At the conclusion of our interview, when asked to liken Steely, a blue and gold macaw, to a well-known musical celebrity, Ed Torres thought for a moment and replied “I’m an old school kind of guy, I think it would have to be Steven Tyler,” and to clarify, Steely has nothing to do with Steely Dan.
A long time resident of Olympic Valley, and the owner of Tahoe Audio Visions, Ed is a musical enthusiast and has been father to 100-or-so of the coolest birds on the planet.
Hatched on New Year’s day of 1990, Steely is 28-years-old, the same age as me. This idea took a minute to sink in as I rarely meet animals who have been alive that long, let alone ones that have managed to live in Tahoe the entire time.
Not dissimilar to Aerosmith’s lead singer, Steely has distinctive black mascara (black feathers over white facial skin), a vibrant flowing aura, loves to dance, and has a voice that can easily damage ear drums given the proper acoustics. Macaws can hit more than 105 decibels, while a rock concert can be anywhere from 110 to 120 decibels — this explains why your ears are usually bleeding after a Metallica show. It’s for these reasons that Ed only occasionally brings Steely into crowds, and only when the weather is warmer than 50 degrees fahrenheit. Although tropical in nature, macaws adapt well to new environments like Tahoe, but according to Torres, “Macaws will definitely increase your heating bill in the winter.”
Two minutes into our conversation, a family approached Steely and Torres asking for photos, and whether or not it was okay for the kids to “touch the parrot.” Ed is very accommodating to these requests, but after about the fourth time we had to focus on the interview.
“What people don’t realize is that Steely is not a bird you can hold on your finger, she’s heavy, and sometimes kids can be skitzy and she’ll defend herself,” a laughing Ed explains. Steely is in fact a male macaw, but for reasons of endearment, Ed practically always refers to him as a she.
Of the most common questions the public’s favorite is “What words can the parrot say?” Yes, cracker is among them, but usually only when Steely is begging for whatever Ed is cooking.
“I like to say Steely is a perpetual three year old child, sometimes she’ll just say CRACK CRACK CRACK, and I respond, “No Steely you can’t have crack.”
As Ed tells me more and more about the relationship he’s had with Steely, one that is 9 months shy of the entire 28 years, I can see the lifetime of familiarity in their interactions, and can relate with how I talk to my own dog. “One of the bigger misconceptions about macaws is not that they just repeat words they hear, it’s that when repeating these words, the birds actually use proper emotional conveyance,” says Ed.
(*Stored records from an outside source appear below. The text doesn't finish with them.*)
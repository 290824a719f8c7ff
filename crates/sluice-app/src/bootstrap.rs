//! Wiring for the `sluice` binary: config path, logging, and the daemon connector.

use std::path::PathBuf;
use std::sync::Arc;

use sluice_config::defaults::DEFAULT_CONFIG_PATH;
use sluice_config::{LogFormatSetting, LoggingSettings, SluiceConfig, load_from_path};
use sluice_events::EventBus;
use sluice_rpc::{ConnectionSettings, Connector, DelugeConnector};
use sluice_telemetry::{GlobalContextGuard, LogFormat, LoggingConfig};
use tracing::info;

use crate::error::{AppError, AppResult};
use crate::host::Host;

/// Environment variable naming the configuration file.
pub const CONFIG_PATH_ENV: &str = "SLUICE_CONFIG";

/// Configuration path from `SLUICE_CONFIG`, falling back to `sluice.yaml`.
#[must_use]
pub fn config_path() -> PathBuf {
    std::env::var_os(CONFIG_PATH_ENV).map_or_else(|| PathBuf::from(DEFAULT_CONFIG_PATH), PathBuf::from)
}

/// Map file-level logging settings onto the subscriber configuration.
#[must_use]
pub fn logging_config(settings: &LoggingSettings) -> LoggingConfig<'_> {
    let format = match settings.format {
        Some(LogFormatSetting::Json) => LogFormat::Json,
        Some(LogFormatSetting::Pretty) => LogFormat::Pretty,
        None => LogFormat::infer(),
    };
    LoggingConfig {
        level: &settings.level,
        format,
        ..LoggingConfig::default()
    }
}

/// Build the production connector for the configured daemon.
#[must_use]
pub fn connector_for(config: &SluiceConfig) -> Arc<dyn Connector> {
    let deluge = &config.deluge;
    Arc::new(DelugeConnector::new(ConnectionSettings {
        host: deluge.host.clone(),
        port: deluge.port,
        username: deluge.username.clone(),
        password: deluge.password.clone().unwrap_or_default(),
        timeout: config.host.rpc_timeout(),
    }))
}

/// Entry point for the host binary.
///
/// # Errors
///
/// Returns an error if configuration or logging cannot be initialised, if
/// setup fails permanently, or if the shutdown signal cannot be awaited.
pub async fn run_app() -> AppResult<()> {
    let path = config_path();
    let config = load_from_path(&path).map_err(|err| AppError::config("config.load", err))?;
    sluice_telemetry::init_logging(&logging_config(&config.logging))
        .map_err(|err| AppError::telemetry("telemetry.init", err))?;
    let _context = GlobalContextGuard::new("host");

    info!(config = %path.display(), address = %config.deluge.address(), "Sluice host starting");
    run_host(&config, connector_for(&config), EventBus::new()).await
}

/// Run the host with injected dependencies until Ctrl-C or a setup failure.
pub(crate) async fn run_host(
    config: &SluiceConfig,
    connector: Arc<dyn Connector>,
    events: EventBus,
) -> AppResult<()> {
    let host = Host::start(config, connector, events);
    let handle = host.handle();
    let mut joined = std::pin::pin!(host.join());

    tokio::select! {
        signal = tokio::signal::ctrl_c() => {
            signal.map_err(|source| AppError::Signal { source })?;
            info!("shutdown requested");
            handle.shutdown().await;
            joined.await.map_err(|err| AppError::host("host.join", err))
        }
        outcome = &mut joined => outcome.map_err(|err| AppError::host("host.run", err)),
    }
}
“I remember one year I was driving too fast on the top of Donner Summit in a snowstorm, lost control of my 4Runner, and, mad at myself for endangering both of our lives, I screamed FUCK!!! This was one of the only instances in which Steely learned a word on the spot, and will sometimes still use it in a similar, tense situation.”
Ed was not Steely’s first owner, and 9 months into their relationship, Ed noticed he would make a noise eerily similar to a male orgasm, “That’s when I knew I had to be careful what I say around this animal,” he says, as I’m cracking up.
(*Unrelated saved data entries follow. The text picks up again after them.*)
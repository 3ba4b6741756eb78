//! Menu input handling

use std::io::Write;

use tokio::io::{AsyncBufReadExt, AsyncRead, BufReader, Lines};
use tokio_util::sync::CancellationToken;

/// Menu entries, numbered as shown to the user
#[derive(Debug, Clone, Copy, PartialEq, Eq)]
pub enum Action {
    Register,
    Login,
    LedOn,
    LedOff,
    LedState,
    Dashboard,
    Logs,
    Logout,
    Exit,
}

/// Map a menu choice to an action
pub fn parse_choice(input: &str) -> Option<Action> {
    match input.trim() {
        "1" => Some(Action::Register),
        "2" => Some(Action::Login),
        "3" | "on" => Some(Action::LedOn),
        "4" | "off" => Some(Action::LedOff),
        "5" | "state" => Some(Action::LedState),
        "6" | "dashboard" => Some(Action::Dashboard),
        "7" | "logs" => Some(Action::Logs),
        "8" | "logout" => Some(Action::Logout),
        "9" | "q" | "exit" => Some(Action::Exit),
        _ => None,
    }
}

type Input = Box<dyn AsyncRead + Unpin + Send>;

/// Line reader that gives up as soon as `shutdown` fires
pub struct Prompt {
    lines: Lines<BufReader<Input>>,
    shutdown: CancellationToken,
}

impl Prompt {
    pub fn stdin(shutdown: CancellationToken) -> Self {
        Self::from_reader(tokio::io::stdin(), shutdown)
    }

    pub fn from_reader(reader: impl AsyncRead + Unpin + Send + 'static, shutdown: CancellationToken) -> Self {
        let reader: Input = Box::new(reader);
        Self {
            lines: BufReader::new(reader).lines(),
            shutdown,
        }
    }

    /// True once Ctrl-C was pressed
    pub fn interrupted(&self) -> bool {
        self.shutdown.is_cancelled()
    }

    /// Print `label` and read one line. `None` on end of input or shutdown.
    pub async fn ask(&mut self, label: &str) -> anyhow::Result<Option<String>> {
        print!("{}", label);
        std::io::stdout().flush()?;
        tokio::select! {
            biased;
            _ = self.shutdown.cancelled() => Ok(None),
            line = self.lines.next_line() => Ok(line?),
        }
    }

    /// Ask for a username and password; `None` if either is empty
    pub async fn credentials(&mut self, user_label: &str, pass_label: &str) -> anyhow::Result<Option<(String, String)>> {
        let Some(username) = self.ask(user_label).await? else {
            return Ok(None);
        };
        let Some(password) = self.ask(pass_label).await? else {
            return Ok(None);
        };
        Ok(non_empty_credentials(username, password))
    }

    /// Yes/no question, default no
    pub async fn confirm(&mut self, question: &str) -> anyhow::Result<bool> {
        let answer = self.ask(&format!("{} [y/N]: ", question)).await?;
        Ok(matches!(answer.as_deref().map(str::trim), Some("y" | "Y" | "yes")))
    }
}

fn non_empty_credentials(username: String, password: String) -> Option<(String, String)> {
    if username.is_empty() || password.is_empty() {
        None
    } else {
        Some((username, password))
    }
}
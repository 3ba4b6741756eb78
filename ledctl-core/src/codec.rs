//! Text protocol carried inside CoAP payloads
//!
//! Requests and responses are flat ASCII strings:
//! - Credentials: `username:password`
//! - Privileged calls: `token` or `token:state`
//! - Replies are recognized by their prefix (`SUCCESS`, `TOKEN:`, `STATE:`, `LOGS:`)
//! - The dashboard is a `|`-separated list of `key:value` pairs
//!
//! Malformed sub-fields of the dashboard and log listings are dropped one by
//! one; only a response of the wrong overall shape is an error.

use std::fmt;
use std::time::Duration;

use crate::error::DecodeError;
use crate::session::Credentials;

const SUCCESS_PREFIX: &str = "SUCCESS";
const TOKEN_PREFIX: &str = "TOKEN:";
const STATE_PREFIX: &str = "STATE:";
const LOGS_PREFIX: &str = "LOGS:";

/// Marker the device sends instead of an empty listing
pub const NO_LOGS_MARKER: &str = "No logs available";

/// CoAP request method used by a command
#[derive(Debug, Clone, Copy, PartialEq, Eq, Hash)]
pub enum Method {
    Get,
    Post,
    Put,
}

impl fmt::Display for Method {
    fn fmt(&self, f: &mut fmt::Formatter<'_>) -> fmt::Result {
        f.write_str(match self {
            Method::Get => "GET",
            Method::Post => "POST",
            Method::Put => "PUT",
        })
    }
}

/// Protocol verbs, used to label requests and errors
#[derive(Debug, Clone, Copy, PartialEq, Eq, Hash)]
pub enum Operation {
    Register,
    Login,
    SetActuator,
    ActuatorState,
    Dashboard,
    Logs,
}

impl Operation {
    pub fn method(self) -> Method {
        match self {
            Operation::Register | Operation::Login => Method::Post,
            Operation::SetActuator => Method::Put,
            Operation::ActuatorState | Operation::Dashboard | Operation::Logs => Method::Get,
        }
    }

    pub fn path(self) -> &'static str {
        match self {
            Operation::Register => "/register",
            Operation::Login => "/login",
            Operation::SetActuator | Operation::ActuatorState => "/led",
            Operation::Dashboard => "/dashboard",
            Operation::Logs => "/logs",
        }
    }
}

impl fmt::Display for Operation {
    fn fmt(&self, f: &mut fmt::Formatter<'_>) -> fmt::Result {
        f.write_str(match self {
            Operation::Register => "register",
            Operation::Login => "login",
            Operation::SetActuator => "set-led",
            Operation::ActuatorState => "get-led",
            Operation::Dashboard => "dashboard",
            Operation::Logs => "logs",
        })
    }
}

/// LED state
#[derive(Debug, Clone, Copy, PartialEq, Eq, Hash)]
pub enum ActuatorState {
    On,
    Off,
}

impl ActuatorState {
    /// Request-side encoding (`1`/`0`)
    pub fn wire_digit(self) -> char {
        match self {
            ActuatorState::On => '1',
            ActuatorState::Off => '0',
        }
    }

    /// Parse a reported state. The device answers `ON`/`OFF`; the digit form is accepted too.
    pub fn parse(value: &str) -> Result<Self, DecodeError> {
        match value {
            "1" => Ok(ActuatorState::On),
            "0" => Ok(ActuatorState::Off),
            v if v.eq_ignore_ascii_case("on") => Ok(ActuatorState::On),
            v if v.eq_ignore_ascii_case("off") => Ok(ActuatorState::Off),
            other => Err(DecodeError::InvalidState(other.to_string())),
        }
    }
}

impl fmt::Display for ActuatorState {
    fn fmt(&self, f: &mut fmt::Formatter<'_>) -> fmt::Result {
        f.write_str(match self {
            ActuatorState::On => "ON",
            ActuatorState::Off => "OFF",
        })
    }
}

/// Outgoing request, one variant per protocol verb
#[derive(Debug, Clone)]
pub enum Command<'a> {
    Register(&'a Credentials),
    Login(&'a Credentials),
    SetActuator { token: &'a str, state: ActuatorState },
    ActuatorState { token: &'a str },
    Dashboard { token: &'a str },
    Logs { token: &'a str },
}

impl Command<'_> {
    pub fn operation(&self) -> Operation {
        match self {
            Command::Register(_) => Operation::Register,
            Command::Login(_) => Operation::Login,
            Command::SetActuator { .. } => Operation::SetActuator,
            Command::ActuatorState { .. } => Operation::ActuatorState,
            Command::Dashboard { .. } => Operation::Dashboard,
            Command::Logs { .. } => Operation::Logs,
        }
    }

    pub fn method(&self) -> Method {
        self.operation().method()
    }

    pub fn path(&self) -> &'static str {
        self.operation().path()
    }

    /// Payload bytes for this request
    pub fn encode(&self) -> Vec<u8> {
        match self {
            Command::Register(creds) | Command::Login(creds) => {
                format!("{}:{}", creds.username, creds.password).into_bytes()
            }
            Command::SetActuator { token, state } => {
                format!("{}:{}", token, state.wire_digit()).into_bytes()
            }
            Command::ActuatorState { token }
            | Command::Dashboard { token }
            | Command::Logs { token } => token.as_bytes().to_vec(),
        }
    }
}

/// A decoded reply: either the expected value or the device's refusal text
#[derive(Debug, Clone, PartialEq, Eq)]
pub enum Reply<T> {
    Accepted(T),
    Rejected(String),
}

impl<T> Reply<T> {
    pub fn is_accepted(&self) -> bool {
        matches!(self, Reply::Accepted(_))
    }
}

/// Ordered key/value telemetry, duplicates kept as received
#[derive(Debug, Clone, Default, PartialEq, Eq)]
pub struct DashboardSnapshot {
    fields: Vec<(String, String)>,
}

impl DashboardSnapshot {
    pub fn fields(&self) -> &[(String, String)] {
        &self.fields
    }

    pub fn iter(&self) -> impl Iterator<Item = (&str, &str)> {
        self.fields.iter().map(|(k, v)| (k.as_str(), v.as_str()))
    }

    /// First value recorded under `key`
    pub fn get(&self, key: &str) -> Option<&str> {
        self.iter().find(|(k, _)| *k == key).map(|(_, v)| v)
    }

    pub fn len(&self) -> usize {
        self.fields.len()
    }

    pub fn is_empty(&self) -> bool {
        self.fields.is_empty()
    }
}

impl From<Vec<(String, String)>> for DashboardSnapshot {
    fn from(fields: Vec<(String, String)>) -> Self {
        Self { fields }
    }
}

/// One LED state change recorded by the device
#[derive(Debug, Clone, PartialEq, Eq)]
pub struct LogEntry {
    pub user: String,
    pub state: String,
    /// Milliseconds since device boot
    pub timestamp_millis: u64,
}

impl LogEntry {
    pub fn timestamp(&self) -> Duration {
        Duration::from_millis(self.timestamp_millis)
    }
}

fn text(payload: &[u8]) -> Result<&str, DecodeError> {
    Ok(std::str::from_utf8(payload)?)
}

/// Register and set-actuator replies: success iff the text starts with `SUCCESS`
pub fn decode_ack(payload: &[u8]) -> Result<Reply<String>, DecodeError> {
    let text = text(payload)?;
    if text.starts_with(SUCCESS_PREFIX) {
        Ok(Reply::Accepted(text.to_string()))
    } else {
        Ok(Reply::Rejected(text.to_string()))
    }
}

/// Login reply: `TOKEN:<token>`. The token is the segment right after the
/// `TOKEN` literal, so it can never contain `:`.
pub fn decode_login(payload: &[u8]) -> Result<Reply<String>, DecodeError> {
    let text = text(payload)?;
    if !text.starts_with(TOKEN_PREFIX) {
        return Ok(Reply::Rejected(text.to_string()));
    }

    match text.split(':').nth(1) {
        Some(token) if !token.is_empty() => Ok(Reply::Accepted(token.to_string())),
        _ => Err(DecodeError::EmptyToken),
    }
}

/// LED state reply: `STATE:<ON|OFF|1|0>`
pub fn decode_state(payload: &[u8]) -> Result<Reply<ActuatorState>, DecodeError> {
    let text = text(payload)?;
    if !text.starts_with(STATE_PREFIX) {
        return Ok(Reply::Rejected(text.to_string()));
    }

    let value = text.split(':').nth(1).unwrap_or_default();
    ActuatorState::parse(value).map(Reply::Accepted)
}

/// Dashboard reply: `k1:v1|k2:v2|...`
///
/// Segments that do not split into exactly two parts on `:` are dropped.
pub fn decode_dashboard(payload: &[u8]) -> Result<DashboardSnapshot, DecodeError> {
    let text = text(payload)?;
    if text.is_empty() {
        return Ok(DashboardSnapshot::default());
    }

    let fields: Vec<(String, String)> = text
        .split('|')
        .filter_map(|segment| {
            let (key, value) = segment.split_once(':')?;
            if value.contains(':') {
                return None;
            }
            Some((key.to_string(), value.to_string()))
        })
        .collect();

    if fields.is_empty() {
        return Err(DecodeError::UnrecognizedShape {
            operation: Operation::Dashboard,
            payload: text.to_string(),
        });
    }

    Ok(fields.into())
}

/// Logs reply: `LOGS:user,state,millis;user,state,millis;...`
///
/// Entries that are not exactly three comma-separated fields, or whose
/// timestamp is not an integer, are dropped. Order is preserved.
pub fn decode_logs(payload: &[u8]) -> Result<Reply<Vec<LogEntry>>, DecodeError> {
    let text = text(payload)?;
    let Some(body) = text.strip_prefix(LOGS_PREFIX) else {
        return Ok(Reply::Rejected(text.to_string()));
    };

    if body.is_empty() || body == NO_LOGS_MARKER {
        return Ok(Reply::Accepted(Vec::new()));
    }

    let entries = body.split(';').filter_map(parse_log_entry).collect();
    Ok(Reply::Accepted(entries))
}

fn parse_log_entry(raw: &str) -> Option<LogEntry> {
    let parts: Vec<&str> = raw.split(',').collect();
    let [user, state, millis] = parts.as_slice() else {
        return None;
    };

    Some(LogEntry {
        user: user.to_string(),
        state: state.to_string(),
        timestamp_millis: millis.parse().ok()?,
    })
}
The truth is, Ed considers Steely to be his child and one of his best friends. What is unique about their relationship is that Steely has a life expectancy of 60 years, and while Ed hopes to be around that long, he has to have options should Steely ever need a new caretaker. “I have nephews lining up between the ages of 15 and 30 who all express interest in owning her, but I have to be certain she’ll be with someone who can accommodate all of her unique qualities,” Ed says. He even considered lining up a wildlife reserve which would allow Steely to live among other birds in his gene pool, in an environment that doesn’t require additional heat sources six months a year.
But until that time, the dynamic duo might be seen skiing, bike riding, or just out walking the paths of Olympic Valley. When asked what he loves the most about Steely, Ed replies, “It’s that time at the end of the day, I’ve made a fire, I’m having my dinner, and she’ll come hop onto my shoulder and watch TV with me.
When something exciting is on, like the Olympics, she’ll literally go ‘WHOA!’ She loves to be massaged like most pets, and you can see it in her eyes that she’s thinking ‘Oh this feels good.’ She’s more than a pet — she’s a legitimate buddy of mine. If anyone is considering getting a bird, start small with one that has a shorter lifespan and work your way up.”